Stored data
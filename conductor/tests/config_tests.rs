//! Integration tests for the configuration context

use conductor::AutomationConfig;
use std::path::PathBuf;

#[test]
fn save_then_load_round_trips() {
    let dir = tempfile::tempdir().unwrap();
    let path = dir.path().join("config.json");

    let config = AutomationConfig {
        scripts_dir: PathBuf::from("/tmp/scripts"),
        max_search_depth: 4,
        max_search_results: 25,
        launch_settle_ms: 500,
        double_click_interval_ms: 80,
    };
    config.save(&path).unwrap();

    let loaded = AutomationConfig::load(&path).unwrap();
    assert_eq!(loaded.scripts_dir, config.scripts_dir);
    assert_eq!(loaded.max_search_depth, 4);
    assert_eq!(loaded.max_search_results, 25);
    assert_eq!(loaded.launch_settle_ms, 500);
    assert_eq!(loaded.double_click_interval_ms, 80);
}

#[test]
fn partial_files_fall_back_to_defaults() {
    let dir = tempfile::tempdir().unwrap();
    let path = dir.path().join("config.json");
    std::fs::write(&path, r#"{"max_search_depth": 3}"#).unwrap();

    let loaded = AutomationConfig::load(&path).unwrap();
    let defaults = AutomationConfig::default();
    assert_eq!(loaded.max_search_depth, 3);
    assert_eq!(loaded.max_search_results, defaults.max_search_results);
    assert_eq!(loaded.launch_settle_ms, defaults.launch_settle_ms);
}

#[test]
fn invalid_config_is_an_error() {
    let dir = tempfile::tempdir().unwrap();
    let path = dir.path().join("config.json");
    std::fs::write(&path, "not json").unwrap();
    assert!(AutomationConfig::load(&path).is_err());
}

**Requirement:**
Go through the records above and, whenever a line includes the word "loaded", copy it.

**Problem solution:**
    let loaded = AutomationConfig::load(&path).unwrap();
    assert_eq!(loaded.scripts_dir, config.scripts_dir);
    assert_eq!(loaded.max_search_depth, 4);
    assert_eq!(loaded.max_search_results, 25);
    assert_eq!(loaded.launch_settle_ms, 500);
    assert_eq!(loaded.double_click_interval_ms, 80);
    let loaded = AutomationConfig::load(&path).unwrap();
    assert_eq!(loaded.max_search_depth, 3);
    assert_eq!(loaded.max_search_results, defaults.max_search_results);
    assert_eq!(loaded.launch_settle_ms, defaults.launch_settle_ms);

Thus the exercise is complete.